**Exercise goal**
Gather from the material every line that contains the string "QueryParameters".
##############################
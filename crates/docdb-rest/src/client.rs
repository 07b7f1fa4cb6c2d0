//! The document database client.

use std::sync::Arc;

use tracing::{debug, info, instrument};

use docdb_core::error::{InvalidInputError, PreconditionError};
use docdb_core::{
    ContinuationToken, DocDbConfig, Document, Error, QueryParameters, QueryResult, ResourceId,
    ResourceName, ResourceType, Result, Signer, Transport, Verb,
};

use crate::pager::QueryPages;
use crate::resolver::{self, ResolutionState, ResourceCell};
use crate::rest::client::{RestClient, Target};
use crate::transport::ReqwestTransport;

/// Client for one collection of one database.
///
/// The database and collection are addressed by logical name in the
/// configuration and resolved to server resource ids by
/// [`initialize`](Self::initialize). Query and document operations fail with
/// [`Error::NotInitialized`] until that has happened.
///
/// Cloning is cheap; clones share resolved ids and the connection pool.
///
/// # Example
///
/// ```no_run
/// use docdb_core::{DocDbConfig, Document, QueryParameters};
/// use docdb_rest::DocDbClient;
/// use serde_json::json;
///
/// # async fn example() -> Result<(), docdb_core::Error> {
/// let config = DocDbConfig::from_settings(
///     "https://myaccount.documents.azure.com",
///     "c2VjcmV0LWtleQ==",
///     "iot-db",
///     "devices",
/// )?;
/// let client = DocDbClient::new(config)?;
/// client.initialize().await?;
///
/// let created = client
///     .create_document(Document::new(json!({"type": "sensor"}))?)
///     .await?;
///
/// let params = QueryParameters::new().with("@t", "sensor")?;
/// let page = client
///     .query("SELECT * FROM docs d WHERE d.type = @t", &params, Some(50), None)
///     .await?;
/// println!("{} documents", page.documents.len());
///
/// client.delete_document(&created).await?;
/// # Ok(())
/// # }
/// ```
pub struct DocDbClient<T: Transport = ReqwestTransport> {
    inner: Arc<ClientInner<T>>,
}

struct ClientInner<T> {
    rest: RestClient<T>,
    database_name: ResourceName,
    collection_name: ResourceName,
    database: ResourceCell,
    collection: ResourceCell,
}

impl DocDbClient<ReqwestTransport> {
    /// Create a client that talks HTTPS through reqwest.
    ///
    /// # Errors
    ///
    /// Returns an error if the master key cannot seed the signer or the HTTP
    /// client cannot be built.
    pub fn new(config: DocDbConfig) -> Result<Self> {
        let transport = ReqwestTransport::new().map_err(|e| InvalidInputError::Other {
            message: format!("cannot build HTTP client: {}", e),
        })?;
        Self::with_transport(config, transport)
    }
}

impl<T: Transport> DocDbClient<T> {
    /// Create a client over a custom transport.
    ///
    /// # Errors
    ///
    /// Returns an error if the master key cannot seed the signer.
    pub fn with_transport(config: DocDbConfig, transport: T) -> Result<Self> {
        let signer = Signer::new(config.master_key)?;
        let rest = RestClient::new(config.endpoint, signer, transport, config.retry);

        Ok(Self {
            inner: Arc::new(ClientInner {
                rest,
                database_name: config.database,
                collection_name: config.collection,
                database: ResourceCell::new(),
                collection: ResourceCell::new(),
            }),
        })
    }

    /// Resolve (or create) the database and then the collection.
    #[instrument(skip(self), fields(database = %self.inner.database_name, collection = %self.inner.collection_name))]
    pub async fn initialize(&self) -> Result<()> {
        let collection = self.resolve_collection().await?;
        info!(%collection, "Client initialized");
        Ok(())
    }

    /// Resolve the database id, creating the database if it does not exist.
    ///
    /// Returns immediately once resolved.
    pub async fn resolve_database(&self) -> Result<ResourceId> {
        let inner = &self.inner;
        inner
            .database
            .get_or_resolve(move || async move {
                resolver::resolve_or_create(
                    &inner.rest,
                    ResourceType::Databases,
                    &ResourceId::root(),
                    &inner.database_name,
                )
                .await
            })
            .await
    }

    /// Resolve the collection id, creating the collection if it does not
    /// exist. Resolves the database first.
    pub async fn resolve_collection(&self) -> Result<ResourceId> {
        let database = self.resolve_database().await?;
        let inner = &self.inner;
        inner
            .collection
            .get_or_resolve(move || async move {
                resolver::resolve_or_create(
                    &inner.rest,
                    ResourceType::Collections,
                    &database,
                    &inner.collection_name,
                )
                .await
            })
            .await
    }

    /// The resolved database id, if resolution has completed.
    pub fn database_id(&self) -> Option<ResourceId> {
        self.inner.database.get().cloned()
    }

    /// The resolved collection id, if resolution has completed.
    pub fn collection_id(&self) -> Option<ResourceId> {
        self.inner.collection.get().cloned()
    }

    /// Where database resolution stands.
    pub fn database_state(&self) -> ResolutionState {
        self.inner.database.state()
    }

    /// Where collection resolution stands.
    pub fn collection_state(&self) -> ResolutionState {
        self.inner.collection.state()
    }

    /// Run one page of a query against the collection's documents.
    ///
    /// Pass the previous page's continuation token to fetch the next page;
    /// `page_size` caps the number of documents per page.
    ///
    /// # Errors
    ///
    /// Returns `InvalidInput` for a blank query and `NotInitialized` if the
    /// collection has not been resolved.
    #[instrument(skip(self, parameters), fields(collection = %self.inner.collection_name))]
    pub async fn query(
        &self,
        query: &str,
        parameters: &QueryParameters,
        page_size: Option<u32>,
        continuation: Option<&ContinuationToken>,
    ) -> Result<QueryResult> {
        docdb_core::document::validate_query(query)?;
        let (database, collection) = self.resolved_ids()?;

        let target = Target::new(
            Verb::Post,
            ResourceType::Documents,
            collection.clone(),
            self.inner.rest.endpoint().documents_url(&database, &collection),
        );

        self.inner
            .rest
            .query(
                &target,
                ResourceType::Documents.result_field(),
                query,
                parameters,
                page_size,
                continuation,
            )
            .await
    }

    /// Stream every page of a query, following continuation tokens.
    ///
    /// The stream ends after the terminal page or the first error.
    pub fn query_pages(
        &self,
        query: impl Into<String>,
        parameters: QueryParameters,
        page_size: Option<u32>,
    ) -> QueryPages
    where
        T: 'static,
    {
        QueryPages::new(self.clone(), query.into(), parameters, page_size)
    }

    /// Store a new document, assigning a UUID `id` if it has none.
    ///
    /// Returns the stored document including server metadata such as `_rid`.
    /// Not idempotent: each call without an `id` creates a new document.
    #[instrument(skip(self, document), fields(collection = %self.inner.collection_name))]
    pub async fn create_document(&self, mut document: Document) -> Result<Document> {
        let id = document.ensure_id()?.to_string();
        let (database, collection) = self.resolved_ids()?;
        debug!(%id, "Creating document");

        let target = Target::new(
            Verb::Post,
            ResourceType::Documents,
            collection.clone(),
            self.inner.rest.endpoint().documents_url(&database, &collection),
        );

        self.inner.rest.send_json(&target, &document).await
    }

    /// Replace a stored document.
    ///
    /// # Errors
    ///
    /// Fails with `Precondition` before any request if the document has no
    /// `_rid`.
    #[instrument(skip(self, document), fields(collection = %self.inner.collection_name))]
    pub async fn update_document(&self, document: &Document) -> Result<Document> {
        let target = self.document_target(Verb::Put, document, "updated")?;
        debug!(rid = %target.resource_id, "Updating document");

        self.inner.rest.send_json(&target, document).await
    }

    /// Delete a stored document. Success carries no body.
    ///
    /// # Errors
    ///
    /// Fails with `Precondition` before any request if the document has no
    /// `_rid`.
    #[instrument(skip(self, document), fields(collection = %self.inner.collection_name))]
    pub async fn delete_document(&self, document: &Document) -> Result<()> {
        let target = self.document_target(Verb::Delete, document, "deleted")?;
        debug!(rid = %target.resource_id, "Deleting document");

        self.inner.rest.send_empty(&target).await
    }

    fn document_target(
        &self,
        verb: Verb,
        document: &Document,
        operation: &'static str,
    ) -> Result<Target> {
        let rid = document
            .resource_id()
            .ok_or(PreconditionError::MissingResourceId { operation })?;
        let (database, collection) = self.resolved_ids()?;
        let url = self
            .inner
            .rest
            .endpoint()
            .document_url(&database, &collection, &rid);

        Ok(Target::new(verb, ResourceType::Documents, rid, url))
    }

    fn resolved_ids(&self) -> Result<(ResourceId, ResourceId)> {
        let database = self.database_id().ok_or(Error::NotInitialized {
            resource: ResourceType::Databases,
        })?;
        let collection = self.collection_id().ok_or(Error::NotInitialized {
            resource: ResourceType::Collections,
        })?;
        Ok((database, collection))
    }
}

impl<T: Transport> Clone for DocDbClient<T> {
    fn clone(&self) -> Self {
        Self {
            inner: Arc::clone(&self.inner),
        }
    }
}

impl<T: Transport> std::fmt::Debug for DocDbClient<T> {
    fn fmt(&self, f: &mut std::fmt::Formatter<'_>) -> std::fmt::Result {
        f.debug_struct("DocDbClient")
            .field("endpoint", &self.inner.rest.endpoint().as_str())
            .field("database", &self.inner.database_name)
            .field("collection", &self.inner.collection_name)
            .field("database_id", &self.inner.database.get())
            .field("collection_id", &self.inner.collection.get())
            .field("key", &"[REDACTED]")
            .finish()
    }
}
##############################
**Solution**
    ContinuationToken, DocDbConfig, Document, Error, QueryParameters, QueryResult, ResourceId,
/// use docdb_core::{DocDbConfig, Document, QueryParameters};
/// let params = QueryParameters::new().with("@t", "sensor")?;
        parameters: &QueryParameters,
        parameters: QueryParameters,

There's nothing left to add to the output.